* **Problem description**:
Report each line of the records where "NotFound" occurs.

§

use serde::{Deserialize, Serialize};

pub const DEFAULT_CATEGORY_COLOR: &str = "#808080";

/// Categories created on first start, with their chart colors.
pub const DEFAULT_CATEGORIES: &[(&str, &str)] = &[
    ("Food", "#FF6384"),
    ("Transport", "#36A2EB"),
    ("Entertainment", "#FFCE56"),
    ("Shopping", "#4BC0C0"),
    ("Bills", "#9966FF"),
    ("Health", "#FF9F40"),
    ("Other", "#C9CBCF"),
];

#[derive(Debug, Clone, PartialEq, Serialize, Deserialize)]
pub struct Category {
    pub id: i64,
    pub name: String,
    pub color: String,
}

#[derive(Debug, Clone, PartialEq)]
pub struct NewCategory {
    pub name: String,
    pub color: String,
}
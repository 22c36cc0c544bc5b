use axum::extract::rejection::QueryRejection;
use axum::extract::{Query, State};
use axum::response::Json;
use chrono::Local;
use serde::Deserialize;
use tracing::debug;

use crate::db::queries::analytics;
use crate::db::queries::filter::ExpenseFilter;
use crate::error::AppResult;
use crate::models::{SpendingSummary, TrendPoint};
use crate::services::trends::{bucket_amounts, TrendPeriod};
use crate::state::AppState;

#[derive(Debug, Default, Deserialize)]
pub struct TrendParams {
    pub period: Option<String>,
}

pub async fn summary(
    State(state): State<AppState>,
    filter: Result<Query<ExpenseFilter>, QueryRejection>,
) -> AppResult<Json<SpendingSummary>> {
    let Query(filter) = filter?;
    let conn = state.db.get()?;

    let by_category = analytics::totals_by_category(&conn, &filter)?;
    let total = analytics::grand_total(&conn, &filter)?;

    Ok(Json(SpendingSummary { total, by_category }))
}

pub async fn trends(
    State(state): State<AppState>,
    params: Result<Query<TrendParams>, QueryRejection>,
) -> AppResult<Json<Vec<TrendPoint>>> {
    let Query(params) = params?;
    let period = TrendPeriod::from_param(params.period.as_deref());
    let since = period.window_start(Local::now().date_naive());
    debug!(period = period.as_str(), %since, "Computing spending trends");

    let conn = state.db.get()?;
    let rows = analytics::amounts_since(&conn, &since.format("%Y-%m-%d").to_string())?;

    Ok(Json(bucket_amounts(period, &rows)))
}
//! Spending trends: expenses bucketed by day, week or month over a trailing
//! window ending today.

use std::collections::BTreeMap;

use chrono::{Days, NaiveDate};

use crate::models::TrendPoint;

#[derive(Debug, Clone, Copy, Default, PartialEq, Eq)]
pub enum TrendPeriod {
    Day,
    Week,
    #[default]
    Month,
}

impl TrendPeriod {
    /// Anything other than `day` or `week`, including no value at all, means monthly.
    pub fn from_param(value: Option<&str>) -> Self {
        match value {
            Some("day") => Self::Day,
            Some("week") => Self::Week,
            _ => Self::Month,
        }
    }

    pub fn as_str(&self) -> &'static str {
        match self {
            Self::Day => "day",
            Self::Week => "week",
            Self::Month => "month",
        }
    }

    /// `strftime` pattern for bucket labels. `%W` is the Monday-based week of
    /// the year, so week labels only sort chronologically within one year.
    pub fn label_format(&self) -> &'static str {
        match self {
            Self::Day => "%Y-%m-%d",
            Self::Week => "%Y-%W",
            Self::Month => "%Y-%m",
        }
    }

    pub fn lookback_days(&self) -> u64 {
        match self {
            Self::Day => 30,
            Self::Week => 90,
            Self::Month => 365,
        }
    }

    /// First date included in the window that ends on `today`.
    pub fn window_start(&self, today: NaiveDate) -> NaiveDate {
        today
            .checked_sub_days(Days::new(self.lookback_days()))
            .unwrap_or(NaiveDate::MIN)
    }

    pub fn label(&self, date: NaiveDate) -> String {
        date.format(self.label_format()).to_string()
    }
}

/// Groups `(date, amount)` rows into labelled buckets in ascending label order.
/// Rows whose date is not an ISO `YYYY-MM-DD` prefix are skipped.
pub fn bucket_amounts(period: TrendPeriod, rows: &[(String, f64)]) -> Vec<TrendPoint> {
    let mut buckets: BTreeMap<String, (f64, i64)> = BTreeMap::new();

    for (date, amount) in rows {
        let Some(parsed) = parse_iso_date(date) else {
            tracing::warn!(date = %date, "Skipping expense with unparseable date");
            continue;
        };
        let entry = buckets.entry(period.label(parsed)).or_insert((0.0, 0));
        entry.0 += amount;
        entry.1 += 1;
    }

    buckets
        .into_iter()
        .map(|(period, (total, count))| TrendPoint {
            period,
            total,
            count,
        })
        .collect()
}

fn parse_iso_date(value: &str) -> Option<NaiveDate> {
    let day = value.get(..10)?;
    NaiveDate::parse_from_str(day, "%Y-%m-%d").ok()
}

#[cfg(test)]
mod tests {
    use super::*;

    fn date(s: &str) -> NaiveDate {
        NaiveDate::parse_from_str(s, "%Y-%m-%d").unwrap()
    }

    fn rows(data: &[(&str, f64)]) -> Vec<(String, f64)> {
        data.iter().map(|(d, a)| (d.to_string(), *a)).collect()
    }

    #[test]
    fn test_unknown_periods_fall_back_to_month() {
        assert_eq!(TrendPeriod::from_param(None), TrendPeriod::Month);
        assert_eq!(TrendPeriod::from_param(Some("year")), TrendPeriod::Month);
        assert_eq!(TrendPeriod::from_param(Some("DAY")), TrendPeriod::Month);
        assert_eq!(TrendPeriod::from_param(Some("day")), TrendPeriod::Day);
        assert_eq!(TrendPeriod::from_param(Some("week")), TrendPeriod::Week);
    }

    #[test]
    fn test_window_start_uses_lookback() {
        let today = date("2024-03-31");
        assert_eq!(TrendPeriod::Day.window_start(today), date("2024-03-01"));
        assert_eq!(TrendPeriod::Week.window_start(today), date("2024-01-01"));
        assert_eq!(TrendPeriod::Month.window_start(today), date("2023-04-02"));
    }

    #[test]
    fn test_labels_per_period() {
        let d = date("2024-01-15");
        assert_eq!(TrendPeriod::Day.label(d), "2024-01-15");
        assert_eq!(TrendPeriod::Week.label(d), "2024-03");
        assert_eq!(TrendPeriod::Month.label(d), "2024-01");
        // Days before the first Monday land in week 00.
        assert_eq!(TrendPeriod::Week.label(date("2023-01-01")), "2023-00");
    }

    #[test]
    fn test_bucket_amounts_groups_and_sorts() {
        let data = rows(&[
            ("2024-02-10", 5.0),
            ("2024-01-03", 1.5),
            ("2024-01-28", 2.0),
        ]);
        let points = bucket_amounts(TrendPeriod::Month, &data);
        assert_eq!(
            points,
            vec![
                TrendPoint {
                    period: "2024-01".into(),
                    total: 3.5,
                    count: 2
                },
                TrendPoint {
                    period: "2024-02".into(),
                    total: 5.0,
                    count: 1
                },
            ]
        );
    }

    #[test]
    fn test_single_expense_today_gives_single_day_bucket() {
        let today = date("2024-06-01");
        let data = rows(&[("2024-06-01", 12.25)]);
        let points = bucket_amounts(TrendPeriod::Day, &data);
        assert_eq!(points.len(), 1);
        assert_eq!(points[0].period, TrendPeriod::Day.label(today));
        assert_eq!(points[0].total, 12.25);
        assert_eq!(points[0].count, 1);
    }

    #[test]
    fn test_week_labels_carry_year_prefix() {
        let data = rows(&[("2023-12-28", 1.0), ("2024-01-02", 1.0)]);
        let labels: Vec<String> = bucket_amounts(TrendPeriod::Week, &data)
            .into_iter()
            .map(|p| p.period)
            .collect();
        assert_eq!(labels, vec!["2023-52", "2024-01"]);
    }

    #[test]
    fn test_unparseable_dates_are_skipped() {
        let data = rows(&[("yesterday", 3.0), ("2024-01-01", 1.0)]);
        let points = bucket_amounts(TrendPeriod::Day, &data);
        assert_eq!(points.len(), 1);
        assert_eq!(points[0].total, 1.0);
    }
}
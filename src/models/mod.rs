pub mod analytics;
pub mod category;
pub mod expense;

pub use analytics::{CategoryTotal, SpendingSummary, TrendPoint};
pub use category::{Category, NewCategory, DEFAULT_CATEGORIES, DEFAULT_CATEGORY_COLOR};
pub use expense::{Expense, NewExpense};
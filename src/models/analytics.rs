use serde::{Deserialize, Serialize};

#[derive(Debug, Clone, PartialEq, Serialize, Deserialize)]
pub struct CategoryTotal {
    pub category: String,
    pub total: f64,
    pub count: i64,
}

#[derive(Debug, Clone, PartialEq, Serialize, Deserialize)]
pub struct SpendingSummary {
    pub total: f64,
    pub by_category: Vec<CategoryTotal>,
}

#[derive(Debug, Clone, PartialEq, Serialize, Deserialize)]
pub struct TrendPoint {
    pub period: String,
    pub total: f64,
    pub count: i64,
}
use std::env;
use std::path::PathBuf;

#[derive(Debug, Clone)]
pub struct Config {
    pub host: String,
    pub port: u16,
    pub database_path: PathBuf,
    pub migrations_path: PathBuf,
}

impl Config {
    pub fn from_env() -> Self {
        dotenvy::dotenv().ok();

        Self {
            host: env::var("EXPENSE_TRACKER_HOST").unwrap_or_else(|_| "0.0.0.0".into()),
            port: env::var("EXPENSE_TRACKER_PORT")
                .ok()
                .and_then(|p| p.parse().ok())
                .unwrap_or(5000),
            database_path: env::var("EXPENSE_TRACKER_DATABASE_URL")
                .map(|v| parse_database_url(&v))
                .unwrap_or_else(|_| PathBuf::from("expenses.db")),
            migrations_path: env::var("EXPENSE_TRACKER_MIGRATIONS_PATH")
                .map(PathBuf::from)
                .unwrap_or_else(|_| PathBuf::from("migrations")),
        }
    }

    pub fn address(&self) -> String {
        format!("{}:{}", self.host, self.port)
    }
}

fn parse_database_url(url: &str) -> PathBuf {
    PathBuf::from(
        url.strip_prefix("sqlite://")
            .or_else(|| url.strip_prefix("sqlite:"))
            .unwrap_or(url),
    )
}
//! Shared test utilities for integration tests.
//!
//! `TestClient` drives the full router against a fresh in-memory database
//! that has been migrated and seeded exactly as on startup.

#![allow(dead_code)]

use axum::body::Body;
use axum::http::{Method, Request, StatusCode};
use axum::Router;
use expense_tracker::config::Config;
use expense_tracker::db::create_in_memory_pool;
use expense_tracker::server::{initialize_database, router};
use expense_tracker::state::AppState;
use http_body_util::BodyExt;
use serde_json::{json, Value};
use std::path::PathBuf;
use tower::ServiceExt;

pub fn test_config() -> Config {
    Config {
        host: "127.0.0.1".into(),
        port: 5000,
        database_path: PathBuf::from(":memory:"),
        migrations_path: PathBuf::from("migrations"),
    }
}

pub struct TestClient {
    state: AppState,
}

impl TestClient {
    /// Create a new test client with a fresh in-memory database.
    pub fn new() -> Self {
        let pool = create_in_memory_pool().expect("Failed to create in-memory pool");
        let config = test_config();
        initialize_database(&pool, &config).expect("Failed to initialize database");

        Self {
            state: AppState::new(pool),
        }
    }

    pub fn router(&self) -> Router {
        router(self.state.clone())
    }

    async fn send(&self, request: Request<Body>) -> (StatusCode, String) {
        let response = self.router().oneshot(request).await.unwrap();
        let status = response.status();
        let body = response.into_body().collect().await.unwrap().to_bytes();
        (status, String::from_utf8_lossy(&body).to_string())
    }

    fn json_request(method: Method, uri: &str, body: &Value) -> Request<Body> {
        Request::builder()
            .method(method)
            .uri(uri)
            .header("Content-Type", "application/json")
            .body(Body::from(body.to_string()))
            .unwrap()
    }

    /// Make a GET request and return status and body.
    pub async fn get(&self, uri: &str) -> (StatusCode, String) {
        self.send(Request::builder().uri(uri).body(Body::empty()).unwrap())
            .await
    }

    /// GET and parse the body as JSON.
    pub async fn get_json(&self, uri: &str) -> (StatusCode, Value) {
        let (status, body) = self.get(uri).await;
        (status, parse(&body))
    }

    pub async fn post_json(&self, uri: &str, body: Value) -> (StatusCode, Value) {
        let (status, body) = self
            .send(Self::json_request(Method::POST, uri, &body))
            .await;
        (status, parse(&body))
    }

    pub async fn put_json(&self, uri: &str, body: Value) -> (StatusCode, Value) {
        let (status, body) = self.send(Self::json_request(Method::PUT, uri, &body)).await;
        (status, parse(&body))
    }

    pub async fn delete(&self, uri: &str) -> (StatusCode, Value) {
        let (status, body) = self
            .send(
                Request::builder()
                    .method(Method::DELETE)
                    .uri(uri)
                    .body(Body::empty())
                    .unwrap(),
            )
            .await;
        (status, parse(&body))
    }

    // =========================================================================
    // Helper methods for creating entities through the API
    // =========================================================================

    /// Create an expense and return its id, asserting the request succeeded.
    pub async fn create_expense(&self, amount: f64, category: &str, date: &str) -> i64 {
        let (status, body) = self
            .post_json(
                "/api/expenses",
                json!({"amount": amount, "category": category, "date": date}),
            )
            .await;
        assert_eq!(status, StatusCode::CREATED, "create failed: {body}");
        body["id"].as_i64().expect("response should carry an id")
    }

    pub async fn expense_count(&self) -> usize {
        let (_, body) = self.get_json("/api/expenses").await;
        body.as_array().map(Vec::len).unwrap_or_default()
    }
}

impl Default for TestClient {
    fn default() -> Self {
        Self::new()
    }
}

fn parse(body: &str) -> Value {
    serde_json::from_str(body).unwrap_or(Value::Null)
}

§

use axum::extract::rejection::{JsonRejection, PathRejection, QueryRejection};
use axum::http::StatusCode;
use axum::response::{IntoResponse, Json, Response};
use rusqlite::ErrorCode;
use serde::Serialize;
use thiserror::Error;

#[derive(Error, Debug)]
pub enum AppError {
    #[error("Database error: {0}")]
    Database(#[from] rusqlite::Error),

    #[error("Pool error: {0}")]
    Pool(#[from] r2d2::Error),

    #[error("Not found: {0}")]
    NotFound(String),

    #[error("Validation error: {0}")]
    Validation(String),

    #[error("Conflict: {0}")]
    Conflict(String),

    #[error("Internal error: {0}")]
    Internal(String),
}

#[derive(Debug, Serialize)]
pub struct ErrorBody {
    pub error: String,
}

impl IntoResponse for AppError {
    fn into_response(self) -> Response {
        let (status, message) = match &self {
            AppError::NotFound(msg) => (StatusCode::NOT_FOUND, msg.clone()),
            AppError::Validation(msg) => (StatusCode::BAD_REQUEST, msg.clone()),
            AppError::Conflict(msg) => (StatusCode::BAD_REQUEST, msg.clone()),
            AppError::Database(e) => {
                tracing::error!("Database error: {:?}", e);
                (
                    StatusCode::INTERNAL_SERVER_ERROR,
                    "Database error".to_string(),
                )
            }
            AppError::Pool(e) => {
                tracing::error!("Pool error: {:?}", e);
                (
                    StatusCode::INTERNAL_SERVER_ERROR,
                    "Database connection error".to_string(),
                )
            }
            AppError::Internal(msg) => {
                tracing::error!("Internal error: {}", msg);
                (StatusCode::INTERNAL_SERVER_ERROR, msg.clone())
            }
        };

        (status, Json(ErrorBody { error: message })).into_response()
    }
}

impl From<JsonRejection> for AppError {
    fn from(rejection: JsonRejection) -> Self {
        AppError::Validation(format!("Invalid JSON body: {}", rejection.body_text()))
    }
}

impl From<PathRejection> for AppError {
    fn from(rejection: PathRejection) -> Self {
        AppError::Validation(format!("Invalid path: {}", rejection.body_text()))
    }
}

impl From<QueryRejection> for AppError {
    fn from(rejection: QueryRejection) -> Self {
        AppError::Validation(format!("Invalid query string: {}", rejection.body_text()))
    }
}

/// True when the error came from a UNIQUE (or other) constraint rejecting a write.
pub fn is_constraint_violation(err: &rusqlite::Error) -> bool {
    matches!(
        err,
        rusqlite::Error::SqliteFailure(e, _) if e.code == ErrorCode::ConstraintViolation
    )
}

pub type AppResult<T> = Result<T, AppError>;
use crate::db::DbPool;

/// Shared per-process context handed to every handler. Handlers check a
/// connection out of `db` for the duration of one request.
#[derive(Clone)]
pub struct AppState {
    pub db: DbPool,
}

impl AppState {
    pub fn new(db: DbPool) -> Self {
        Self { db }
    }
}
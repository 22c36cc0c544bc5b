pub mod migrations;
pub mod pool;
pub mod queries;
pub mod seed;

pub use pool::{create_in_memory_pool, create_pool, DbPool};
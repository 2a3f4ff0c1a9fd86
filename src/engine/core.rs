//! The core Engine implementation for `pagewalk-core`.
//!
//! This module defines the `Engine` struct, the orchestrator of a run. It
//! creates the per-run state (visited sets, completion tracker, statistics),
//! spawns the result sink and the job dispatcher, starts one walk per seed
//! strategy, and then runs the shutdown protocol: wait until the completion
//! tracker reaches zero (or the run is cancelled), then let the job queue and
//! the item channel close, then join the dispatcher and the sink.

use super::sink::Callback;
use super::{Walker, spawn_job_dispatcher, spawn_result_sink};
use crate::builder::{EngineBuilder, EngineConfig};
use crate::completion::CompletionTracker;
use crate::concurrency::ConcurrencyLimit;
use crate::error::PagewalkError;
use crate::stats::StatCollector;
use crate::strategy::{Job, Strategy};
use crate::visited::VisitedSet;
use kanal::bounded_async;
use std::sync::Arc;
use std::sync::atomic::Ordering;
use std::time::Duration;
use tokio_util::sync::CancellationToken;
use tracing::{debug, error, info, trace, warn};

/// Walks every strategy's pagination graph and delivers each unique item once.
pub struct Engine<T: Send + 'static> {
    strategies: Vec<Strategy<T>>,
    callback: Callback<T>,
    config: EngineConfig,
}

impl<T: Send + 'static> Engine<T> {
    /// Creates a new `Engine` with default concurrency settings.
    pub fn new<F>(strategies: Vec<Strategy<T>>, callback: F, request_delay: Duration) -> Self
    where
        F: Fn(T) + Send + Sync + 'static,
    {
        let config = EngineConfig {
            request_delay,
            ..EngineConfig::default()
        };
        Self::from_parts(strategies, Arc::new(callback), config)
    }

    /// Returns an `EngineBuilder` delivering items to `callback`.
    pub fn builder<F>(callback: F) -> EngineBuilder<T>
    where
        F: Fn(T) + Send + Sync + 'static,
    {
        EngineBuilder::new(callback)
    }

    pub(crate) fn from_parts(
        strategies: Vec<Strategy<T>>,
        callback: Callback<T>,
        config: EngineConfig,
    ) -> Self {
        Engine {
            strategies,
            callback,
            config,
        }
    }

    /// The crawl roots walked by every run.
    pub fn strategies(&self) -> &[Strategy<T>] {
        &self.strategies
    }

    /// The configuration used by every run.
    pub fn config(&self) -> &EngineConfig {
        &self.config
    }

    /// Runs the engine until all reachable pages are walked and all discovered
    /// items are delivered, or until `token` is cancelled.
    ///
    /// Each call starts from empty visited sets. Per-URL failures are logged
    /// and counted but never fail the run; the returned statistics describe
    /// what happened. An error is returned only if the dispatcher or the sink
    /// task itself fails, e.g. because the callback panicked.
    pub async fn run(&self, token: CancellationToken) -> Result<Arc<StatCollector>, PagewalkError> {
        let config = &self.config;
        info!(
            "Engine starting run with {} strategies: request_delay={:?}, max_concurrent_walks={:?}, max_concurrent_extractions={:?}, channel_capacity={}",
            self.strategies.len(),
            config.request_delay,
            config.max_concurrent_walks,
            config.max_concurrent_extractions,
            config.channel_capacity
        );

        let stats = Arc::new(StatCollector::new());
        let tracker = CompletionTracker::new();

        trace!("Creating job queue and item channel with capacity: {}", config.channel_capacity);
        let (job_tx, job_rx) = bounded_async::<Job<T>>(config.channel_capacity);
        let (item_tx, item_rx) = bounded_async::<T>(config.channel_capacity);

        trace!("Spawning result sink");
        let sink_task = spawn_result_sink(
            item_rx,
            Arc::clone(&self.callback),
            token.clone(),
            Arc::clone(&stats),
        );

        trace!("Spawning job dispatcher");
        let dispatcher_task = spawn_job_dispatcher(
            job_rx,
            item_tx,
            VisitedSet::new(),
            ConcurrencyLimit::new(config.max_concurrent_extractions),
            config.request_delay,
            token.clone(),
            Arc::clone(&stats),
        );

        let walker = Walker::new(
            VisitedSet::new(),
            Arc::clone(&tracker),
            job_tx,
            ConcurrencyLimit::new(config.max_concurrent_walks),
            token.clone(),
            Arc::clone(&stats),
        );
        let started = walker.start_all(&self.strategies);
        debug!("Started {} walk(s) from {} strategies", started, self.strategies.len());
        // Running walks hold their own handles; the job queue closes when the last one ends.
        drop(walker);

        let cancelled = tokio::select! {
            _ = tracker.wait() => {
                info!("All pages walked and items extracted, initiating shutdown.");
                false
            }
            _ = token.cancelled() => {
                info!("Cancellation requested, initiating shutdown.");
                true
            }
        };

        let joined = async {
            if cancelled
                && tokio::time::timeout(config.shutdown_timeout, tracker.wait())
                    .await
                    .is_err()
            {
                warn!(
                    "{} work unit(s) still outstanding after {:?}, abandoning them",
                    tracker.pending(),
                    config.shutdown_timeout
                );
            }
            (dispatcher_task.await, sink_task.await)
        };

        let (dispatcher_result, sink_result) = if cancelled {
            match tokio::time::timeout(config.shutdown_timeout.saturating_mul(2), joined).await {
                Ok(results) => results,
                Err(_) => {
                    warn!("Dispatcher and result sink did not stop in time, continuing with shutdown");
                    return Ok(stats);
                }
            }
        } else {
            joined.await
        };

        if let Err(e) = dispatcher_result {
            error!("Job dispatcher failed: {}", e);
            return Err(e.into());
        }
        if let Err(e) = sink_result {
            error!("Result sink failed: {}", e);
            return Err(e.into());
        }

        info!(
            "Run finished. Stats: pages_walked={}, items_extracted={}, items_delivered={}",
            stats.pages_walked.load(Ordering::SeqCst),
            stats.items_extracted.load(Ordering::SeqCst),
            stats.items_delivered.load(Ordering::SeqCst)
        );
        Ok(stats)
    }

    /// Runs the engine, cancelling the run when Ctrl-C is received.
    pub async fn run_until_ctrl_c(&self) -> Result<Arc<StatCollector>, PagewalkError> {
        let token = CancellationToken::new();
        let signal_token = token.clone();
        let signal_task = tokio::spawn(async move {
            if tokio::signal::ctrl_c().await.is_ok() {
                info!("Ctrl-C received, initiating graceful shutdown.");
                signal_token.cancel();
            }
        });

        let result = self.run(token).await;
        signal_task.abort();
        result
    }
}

§

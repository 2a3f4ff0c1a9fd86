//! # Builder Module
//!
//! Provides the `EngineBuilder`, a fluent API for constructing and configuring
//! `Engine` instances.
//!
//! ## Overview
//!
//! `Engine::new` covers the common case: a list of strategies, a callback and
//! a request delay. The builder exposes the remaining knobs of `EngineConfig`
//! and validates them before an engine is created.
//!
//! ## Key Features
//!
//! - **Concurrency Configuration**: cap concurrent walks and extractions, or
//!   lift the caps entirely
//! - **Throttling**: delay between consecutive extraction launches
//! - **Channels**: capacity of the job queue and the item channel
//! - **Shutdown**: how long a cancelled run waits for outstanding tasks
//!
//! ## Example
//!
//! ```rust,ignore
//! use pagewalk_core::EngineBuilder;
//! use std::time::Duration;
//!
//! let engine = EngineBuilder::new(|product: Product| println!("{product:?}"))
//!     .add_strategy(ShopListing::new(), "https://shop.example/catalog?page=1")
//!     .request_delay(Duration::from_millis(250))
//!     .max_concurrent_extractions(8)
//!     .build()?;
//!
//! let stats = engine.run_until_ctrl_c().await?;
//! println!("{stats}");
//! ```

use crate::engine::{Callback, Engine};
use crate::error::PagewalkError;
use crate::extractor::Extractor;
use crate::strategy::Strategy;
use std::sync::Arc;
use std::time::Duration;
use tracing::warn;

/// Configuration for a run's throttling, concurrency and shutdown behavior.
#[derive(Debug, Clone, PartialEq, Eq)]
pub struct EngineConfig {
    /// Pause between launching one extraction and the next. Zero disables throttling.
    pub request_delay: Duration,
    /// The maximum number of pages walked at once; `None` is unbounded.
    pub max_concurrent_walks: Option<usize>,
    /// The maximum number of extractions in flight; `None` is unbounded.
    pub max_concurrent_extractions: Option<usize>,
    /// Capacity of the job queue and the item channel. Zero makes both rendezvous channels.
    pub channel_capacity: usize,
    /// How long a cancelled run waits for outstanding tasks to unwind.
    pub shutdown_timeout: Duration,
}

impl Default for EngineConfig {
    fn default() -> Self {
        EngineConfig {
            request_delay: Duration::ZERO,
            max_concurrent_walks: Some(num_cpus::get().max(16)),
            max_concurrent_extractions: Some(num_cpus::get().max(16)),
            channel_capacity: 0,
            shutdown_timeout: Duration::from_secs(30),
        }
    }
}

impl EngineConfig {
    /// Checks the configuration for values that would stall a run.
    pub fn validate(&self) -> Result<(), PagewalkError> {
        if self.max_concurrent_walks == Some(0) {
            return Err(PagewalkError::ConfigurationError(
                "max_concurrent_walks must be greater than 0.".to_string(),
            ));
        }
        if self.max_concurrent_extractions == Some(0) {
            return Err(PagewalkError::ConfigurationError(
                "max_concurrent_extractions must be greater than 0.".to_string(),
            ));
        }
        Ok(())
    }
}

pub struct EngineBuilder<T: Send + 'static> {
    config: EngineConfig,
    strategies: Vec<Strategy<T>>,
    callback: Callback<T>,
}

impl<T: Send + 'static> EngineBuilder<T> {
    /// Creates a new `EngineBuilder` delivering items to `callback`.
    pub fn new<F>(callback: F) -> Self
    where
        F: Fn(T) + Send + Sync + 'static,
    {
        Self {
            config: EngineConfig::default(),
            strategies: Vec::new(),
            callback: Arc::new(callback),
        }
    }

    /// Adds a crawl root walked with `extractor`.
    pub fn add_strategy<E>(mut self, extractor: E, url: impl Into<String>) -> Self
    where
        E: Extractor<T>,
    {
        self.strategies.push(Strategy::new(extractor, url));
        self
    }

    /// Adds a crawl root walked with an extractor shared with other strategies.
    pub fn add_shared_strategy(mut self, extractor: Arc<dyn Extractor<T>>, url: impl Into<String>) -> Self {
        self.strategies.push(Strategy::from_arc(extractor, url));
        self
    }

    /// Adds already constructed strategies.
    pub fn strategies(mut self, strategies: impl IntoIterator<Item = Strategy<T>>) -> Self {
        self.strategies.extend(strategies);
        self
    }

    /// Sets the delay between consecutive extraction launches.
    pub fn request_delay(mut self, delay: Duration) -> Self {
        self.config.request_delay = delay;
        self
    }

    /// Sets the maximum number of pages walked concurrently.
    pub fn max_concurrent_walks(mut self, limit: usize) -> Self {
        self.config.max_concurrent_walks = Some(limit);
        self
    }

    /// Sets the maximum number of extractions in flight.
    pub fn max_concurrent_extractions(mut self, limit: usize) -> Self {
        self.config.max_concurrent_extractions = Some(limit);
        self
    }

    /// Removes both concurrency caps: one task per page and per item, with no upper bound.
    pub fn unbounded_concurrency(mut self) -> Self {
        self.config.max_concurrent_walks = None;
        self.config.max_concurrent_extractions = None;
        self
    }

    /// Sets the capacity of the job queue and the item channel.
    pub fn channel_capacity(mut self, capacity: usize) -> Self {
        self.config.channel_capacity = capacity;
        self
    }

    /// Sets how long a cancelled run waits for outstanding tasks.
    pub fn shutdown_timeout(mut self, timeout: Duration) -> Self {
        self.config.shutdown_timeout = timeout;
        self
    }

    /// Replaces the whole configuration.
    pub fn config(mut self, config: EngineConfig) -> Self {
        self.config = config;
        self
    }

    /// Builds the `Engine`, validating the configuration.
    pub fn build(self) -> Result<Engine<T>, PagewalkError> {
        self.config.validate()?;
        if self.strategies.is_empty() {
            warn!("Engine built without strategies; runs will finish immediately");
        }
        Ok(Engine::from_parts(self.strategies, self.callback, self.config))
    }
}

§

* **Task solution**:
    NotFound(String),
            AppError::NotFound(msg) => (StatusCode::NOT_FOUND, msg.clone()),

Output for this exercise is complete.